//! On-demand lexer.
//!
//! The parser pulls one token at a time. `/` always lexes as a division
//! punctuator; when the parser is at an operand position it asks for the
//! same offset to be re-scanned as a regular expression literal.

use subst_ir::{Pattern, Span};

use crate::ParseError;

#[derive(Copy, Clone, Debug, PartialEq, Eq)]
pub enum Keyword {
    Var,
    Let,
    Const,
    Function,
    Return,
    If,
    Else,
    Typeof,
    Void,
    True,
    False,
    Null,
}

impl Keyword {
    fn from_text(text: &str) -> Option<Keyword> {
        Some(match text {
            "var" => Keyword::Var,
            "let" => Keyword::Let,
            "const" => Keyword::Const,
            "function" => Keyword::Function,
            "return" => Keyword::Return,
            "if" => Keyword::If,
            "else" => Keyword::Else,
            "typeof" => Keyword::Typeof,
            "void" => Keyword::Void,
            "true" => Keyword::True,
            "false" => Keyword::False,
            "null" => Keyword::Null,
            _ => return None,
        })
    }

    pub fn as_str(self) -> &'static str {
        match self {
            Keyword::Var => "var",
            Keyword::Let => "let",
            Keyword::Const => "const",
            Keyword::Function => "function",
            Keyword::Return => "return",
            Keyword::If => "if",
            Keyword::Else => "else",
            Keyword::Typeof => "typeof",
            Keyword::Void => "void",
            Keyword::True => "true",
            Keyword::False => "false",
            Keyword::Null => "null",
        }
    }
}

#[derive(Copy, Clone, Debug, PartialEq, Eq)]
pub enum Punct {
    LParen,
    RParen,
    LBrace,
    RBrace,
    LBracket,
    RBracket,
    Semi,
    Comma,
    Dot,
    Question,
    Colon,
    Arrow,
    Assign,
    PlusAssign,
    MinusAssign,
    StarAssign,
    SlashAssign,
    PercentAssign,
    EqEq,
    EqEqEq,
    NotEq,
    NotEqEq,
    Lt,
    LtEq,
    Gt,
    GtEq,
    Plus,
    Minus,
    Star,
    Slash,
    Percent,
    Bang,
    AndAnd,
    OrOr,
}

/// Longest match first.
const PUNCTUATORS: &[(&str, Punct)] = &[
    ("===", Punct::EqEqEq),
    ("!==", Punct::NotEqEq),
    ("=>", Punct::Arrow),
    ("==", Punct::EqEq),
    ("!=", Punct::NotEq),
    ("<=", Punct::LtEq),
    (">=", Punct::GtEq),
    ("&&", Punct::AndAnd),
    ("||", Punct::OrOr),
    ("+=", Punct::PlusAssign),
    ("-=", Punct::MinusAssign),
    ("*=", Punct::StarAssign),
    ("/=", Punct::SlashAssign),
    ("%=", Punct::PercentAssign),
    ("(", Punct::LParen),
    (")", Punct::RParen),
    ("{", Punct::LBrace),
    ("}", Punct::RBrace),
    ("[", Punct::LBracket),
    ("]", Punct::RBracket),
    (";", Punct::Semi),
    (",", Punct::Comma),
    (".", Punct::Dot),
    ("?", Punct::Question),
    (":", Punct::Colon),
    ("=", Punct::Assign),
    ("<", Punct::Lt),
    (">", Punct::Gt),
    ("+", Punct::Plus),
    ("-", Punct::Minus),
    ("*", Punct::Star),
    ("/", Punct::Slash),
    ("%", Punct::Percent),
    ("!", Punct::Bang),
];

impl Punct {
    pub fn as_str(self) -> &'static str {
        PUNCTUATORS
            .iter()
            .find(|(_, punct)| *punct == self)
            .map_or("?", |(text, _)| *text)
    }
}

#[derive(Clone, Debug, PartialEq)]
pub enum TokenKind {
    Identifier(String),
    Keyword(Keyword),
    Number(f64),
    String(String),
    Regex(Pattern),
    Punct(Punct),
    Eof,
}

impl TokenKind {
    /// Human-readable description for error messages.
    pub fn describe(&self) -> String {
        match self {
            TokenKind::Identifier(name) => format!("identifier `{name}`"),
            TokenKind::Keyword(keyword) => format!("`{}`", keyword.as_str()),
            TokenKind::Number(_) => "number literal".to_owned(),
            TokenKind::String(_) => "string literal".to_owned(),
            TokenKind::Regex(_) => "regular expression".to_owned(),
            TokenKind::Punct(punct) => format!("`{}`", punct.as_str()),
            TokenKind::Eof => "end of input".to_owned(),
        }
    }
}

#[derive(Clone, Debug, PartialEq)]
pub struct Token {
    pub kind: TokenKind,
    pub span: Span,
}

impl Token {
    pub fn new(kind: TokenKind, span: Span) -> Self {
        Token { kind, span }
    }
}

#[derive(Clone, Debug)]
pub struct Lexer<'src> {
    source: &'src str,
    pos: usize,
}

impl<'src> Lexer<'src> {
    /// The caller guarantees `source.len()` fits in a `u32`.
    pub fn new(source: &'src str) -> Self {
        Lexer { source, pos: 0 }
    }

    pub fn next_token(&mut self) -> Result<Token, ParseError> {
        self.skip_trivia()?;
        let start = self.pos;
        let Some(ch) = self.peek() else {
            return Ok(Token::new(TokenKind::Eof, span(start, start)));
        };

        let kind = if is_ident_start(ch) {
            self.identifier(start)
        } else if ch.is_ascii_digit()
            || (ch == '.' && self.peek_second().is_some_and(|c| c.is_ascii_digit()))
        {
            self.number(start)?
        } else if ch == '"' || ch == '\'' {
            self.string(ch, start)?
        } else {
            TokenKind::Punct(self.punct(ch, start)?)
        };
        Ok(Token::new(kind, span(start, self.pos)))
    }

    /// Re-scan from `start` (a `/` or `/=` token) as a regular expression.
    pub fn rescan_regex(&mut self, start: u32) -> Result<Token, ParseError> {
        let start = start as usize;
        self.pos = start + 1;
        let mut in_class = false;
        loop {
            match self.peek() {
                None | Some('\n' | '\r') => {
                    return Err(ParseError::UnterminatedRegex {
                        span: span(start, self.pos),
                    });
                }
                Some('\\') => {
                    self.bump();
                    if matches!(self.peek(), None | Some('\n' | '\r')) {
                        return Err(ParseError::UnterminatedRegex {
                            span: span(start, self.pos),
                        });
                    }
                    self.bump();
                }
                Some('[') => {
                    in_class = true;
                    self.bump();
                }
                Some(']') => {
                    in_class = false;
                    self.bump();
                }
                Some('/') if !in_class => break,
                Some(_) => self.bump(),
            }
        }
        let source = self.source;
        let body = &source[start + 1..self.pos];
        self.bump();
        let flags_start = self.pos;
        self.eat_while(is_ident_continue);
        let flags = &source[flags_start..self.pos];
        Ok(Token::new(
            TokenKind::Regex(Pattern::new(body, flags)),
            span(start, self.pos),
        ))
    }

    // Character access

    fn rest(&self) -> &'src str {
        &self.source[self.pos..]
    }

    fn peek(&self) -> Option<char> {
        self.rest().chars().next()
    }

    fn peek_second(&self) -> Option<char> {
        self.rest().chars().nth(1)
    }

    fn bump(&mut self) {
        if let Some(ch) = self.peek() {
            self.pos += ch.len_utf8();
        }
    }

    fn eat_while(&mut self, predicate: impl Fn(char) -> bool) {
        while self.peek().is_some_and(&predicate) {
            self.bump();
        }
    }

    fn skip_trivia(&mut self) -> Result<(), ParseError> {
        loop {
            let rest = self.rest();
            if rest.starts_with("//") {
                self.eat_while(|c| c != '\n');
            } else if rest.starts_with("/*") {
                let Some(close) = rest[2..].find("*/") else {
                    return Err(ParseError::UnterminatedComment {
                        span: span(self.pos, self.source.len()),
                    });
                };
                self.pos += close + 4;
            } else if self.peek().is_some_and(char::is_whitespace) {
                self.eat_while(char::is_whitespace);
            } else {
                return Ok(());
            }
        }
    }

    // Token kinds

    fn identifier(&mut self, start: usize) -> TokenKind {
        self.eat_while(is_ident_continue);
        let text = &self.source[start..self.pos];
        match Keyword::from_text(text) {
            Some(keyword) => TokenKind::Keyword(keyword),
            None => TokenKind::Identifier(text.to_owned()),
        }
    }

    fn number(&mut self, start: usize) -> Result<TokenKind, ParseError> {
        let invalid = |end| ParseError::InvalidNumber {
            span: span(start, end),
        };

        let value = if self.rest().starts_with("0x") || self.rest().starts_with("0X") {
            self.pos += 2;
            let digits_start = self.pos;
            self.eat_while(|c| c.is_ascii_hexdigit());
            let digits = &self.source[digits_start..self.pos];
            if digits.is_empty() {
                return Err(invalid(self.pos));
            }
            digits
                .chars()
                .filter_map(|c| c.to_digit(16))
                .fold(0.0, |acc, digit| acc * 16.0 + f64::from(digit))
        } else {
            self.eat_while(|c| c.is_ascii_digit());
            if self.peek() == Some('.') {
                self.bump();
                self.eat_while(|c| c.is_ascii_digit());
            }
            if matches!(self.peek(), Some('e' | 'E')) {
                self.bump();
                if matches!(self.peek(), Some('+' | '-')) {
                    self.bump();
                }
                if !self.peek().is_some_and(|c| c.is_ascii_digit()) {
                    return Err(invalid(self.pos));
                }
                self.eat_while(|c| c.is_ascii_digit());
            }
            self.source[start..self.pos]
                .parse::<f64>()
                .map_err(|_| invalid(self.pos))?
        };

        // `3in` is not a number followed by an identifier
        if self.peek().is_some_and(is_ident_start) {
            self.eat_while(is_ident_continue);
            return Err(invalid(self.pos));
        }
        Ok(TokenKind::Number(value))
    }

    fn string(&mut self, quote: char, start: usize) -> Result<TokenKind, ParseError> {
        self.bump();
        let mut value = String::new();
        loop {
            match self.peek() {
                None | Some('\n' | '\r') => {
                    return Err(ParseError::UnterminatedString {
                        span: span(start, self.pos),
                    });
                }
                Some(c) if c == quote => {
                    self.bump();
                    return Ok(TokenKind::String(value));
                }
                Some('\\') => self.escape(start, &mut value)?,
                Some(c) => {
                    value.push(c);
                    self.bump();
                }
            }
        }
    }

    fn escape(&mut self, string_start: usize, value: &mut String) -> Result<(), ParseError> {
        let escape_start = self.pos;
        self.bump();
        let Some(ch) = self.peek() else {
            return Err(ParseError::UnterminatedString {
                span: span(string_start, self.pos),
            });
        };
        self.bump();
        let decoded = match ch {
            'n' => '\n',
            't' => '\t',
            'r' => '\r',
            'b' => '\u{8}',
            'f' => '\u{c}',
            'v' => '\u{b}',
            '0' => '\0',
            'x' => self.hex_escape(escape_start, 2)?,
            'u' => self.unicode_escape(escape_start)?,
            // Line continuations
            '\r' => {
                if self.peek() == Some('\n') {
                    self.bump();
                }
                return Ok(());
            }
            '\n' | '\u{2028}' | '\u{2029}' => return Ok(()),
            other => other,
        };
        value.push(decoded);
        Ok(())
    }

    fn hex_digits(&mut self, escape_start: usize, count: usize) -> Result<u32, ParseError> {
        let digits = self
            .rest()
            .get(..count)
            .filter(|d| d.chars().all(|c| c.is_ascii_hexdigit()));
        let Some(digits) = digits else {
            return Err(ParseError::InvalidEscape {
                span: span(escape_start, self.pos),
            });
        };
        let code = u32::from_str_radix(digits, 16).map_err(|_| ParseError::InvalidEscape {
            span: span(escape_start, self.pos),
        })?;
        self.pos += count;
        Ok(code)
    }

    fn hex_escape(&mut self, escape_start: usize, count: usize) -> Result<char, ParseError> {
        let code = self.hex_digits(escape_start, count)?;
        self.char_from(code, escape_start)
    }

    fn unicode_escape(&mut self, escape_start: usize) -> Result<char, ParseError> {
        if self.peek() == Some('{') {
            self.bump();
            let source = self.source;
            let digits_start = self.pos;
            self.eat_while(|c| c.is_ascii_hexdigit());
            let digits = &source[digits_start..self.pos];
            if digits.is_empty() || self.peek() != Some('}') {
                return Err(ParseError::InvalidEscape {
                    span: span(escape_start, self.pos),
                });
            }
            self.bump();
            let code = u32::from_str_radix(digits, 16).map_err(|_| ParseError::InvalidEscape {
                span: span(escape_start, self.pos),
            })?;
            return self.char_from(code, escape_start);
        }

        let code = self.hex_digits(escape_start, 4)?;
        if (0xD800..0xDC00).contains(&code) && self.rest().starts_with("\\u") {
            // Surrogate pair spelled as two escapes
            self.pos += 2;
            let low = self.hex_digits(escape_start, 4)?;
            if (0xDC00..0xE000).contains(&low) {
                let combined = 0x10000 + ((code - 0xD800) << 10) + (low - 0xDC00);
                return self.char_from(combined, escape_start);
            }
        }
        self.char_from(code, escape_start)
    }

    fn char_from(&self, code: u32, escape_start: usize) -> Result<char, ParseError> {
        char::from_u32(code).ok_or(ParseError::InvalidEscape {
            span: span(escape_start, self.pos),
        })
    }

    fn punct(&mut self, ch: char, start: usize) -> Result<Punct, ParseError> {
        let rest = self.rest();
        let Some((text, punct)) = PUNCTUATORS
            .iter()
            .find(|(text, _)| rest.starts_with(text))
        else {
            return Err(ParseError::UnexpectedCharacter {
                ch,
                span: span(start, start + ch.len_utf8()),
            });
        };
        self.pos += text.len();
        Ok(*punct)
    }
}

fn is_ident_start(c: char) -> bool {
    c.is_alphabetic() || c == '_' || c == '$'
}

fn is_ident_continue(c: char) -> bool {
    c.is_alphanumeric() || c == '_' || c == '$'
}

/// Sources longer than `u32::MAX` are rejected before lexing starts.
fn span(start: usize, end: usize) -> Span {
    Span::try_from_range(start..end).unwrap_or(Span::DUMMY)
}
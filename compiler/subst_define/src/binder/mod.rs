//! Binders attach the per-path callbacks to a `HookTable`.
//!
//! - [`bind_leaf`]: a path whose value is a final replacement
//! - [`bind_object_path`]: a path whose value is a nested tree

mod leaf;
mod object;

pub use leaf::bind_leaf;
pub use object::bind_object_path;
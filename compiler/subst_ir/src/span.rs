//! Source location spans.
//!
//! Compact 8-byte byte ranges attached to AST nodes, evaluation results and
//! constant-substitution instructions.

use std::fmt;

/// Error when creating a span from a range that exceeds `u32::MAX`.
#[derive(Debug, Clone, PartialEq, Eq)]
pub enum SpanError {
    /// Span start position exceeds `u32::MAX`.
    StartTooLarge(usize),
    /// Span end position exceeds `u32::MAX`.
    EndTooLarge(usize),
}

impl fmt::Display for SpanError {
    fn fmt(&self, f: &mut fmt::Formatter<'_>) -> fmt::Result {
        match self {
            SpanError::StartTooLarge(v) => {
                write!(f, "span start {v} exceeds u32::MAX ({})", u32::MAX)
            }
            SpanError::EndTooLarge(v) => write!(f, "span end {v} exceeds u32::MAX ({})", u32::MAX),
        }
    }
}

impl std::error::Error for SpanError {}

/// Byte range in a source text.
///
/// - start: byte offset from the start of the text
/// - end: byte offset (exclusive)
#[derive(Copy, Clone, Eq, PartialEq, Hash, Default)]
pub struct Span {
    pub start: u32,
    pub end: u32,
}

impl Span {
    /// Dummy span for generated code.
    pub const DUMMY: Span = Span { start: 0, end: 0 };

    /// Create a new span.
    #[inline]
    pub const fn new(start: u32, end: u32) -> Self {
        Span { start, end }
    }

    /// Try to create a span from a byte range.
    #[inline]
    pub fn try_from_range(range: std::ops::Range<usize>) -> Result<Self, SpanError> {
        let start =
            u32::try_from(range.start).map_err(|_| SpanError::StartTooLarge(range.start))?;
        let end = u32::try_from(range.end).map_err(|_| SpanError::EndTooLarge(range.end))?;
        Ok(Span { start, end })
    }

    /// Length of the span in bytes.
    #[inline]
    pub const fn len(&self) -> u32 {
        self.end.saturating_sub(self.start)
    }

    /// Check if span is empty.
    #[inline]
    pub const fn is_empty(&self) -> bool {
        self.start >= self.end
    }

    /// Check whether two spans share at least one byte.
    #[inline]
    pub fn overlaps(&self, other: Span) -> bool {
        self.start < other.end && other.start < self.end
    }

    /// Convert to a `std::ops::Range`.
    #[inline]
    pub fn to_range(&self) -> std::ops::Range<usize> {
        self.start as usize..self.end as usize
    }
}

impl fmt::Debug for Span {
    fn fmt(&self, f: &mut fmt::Formatter<'_>) -> fmt::Result {
        write!(f, "{}..{}", self.start, self.end)
    }
}

impl fmt::Display for Span {
    fn fmt(&self, f: &mut fmt::Formatter<'_>) -> fmt::Result {
        write!(f, "{}..{}", self.start, self.end)
    }
}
•••
▶ YOUR TASK
Show me all lines in the records that contain "enum".

▶ EXERCISE OUTPUT
pub enum Keyword {
pub enum Punct {
pub enum TokenKind {
pub enum SpanError {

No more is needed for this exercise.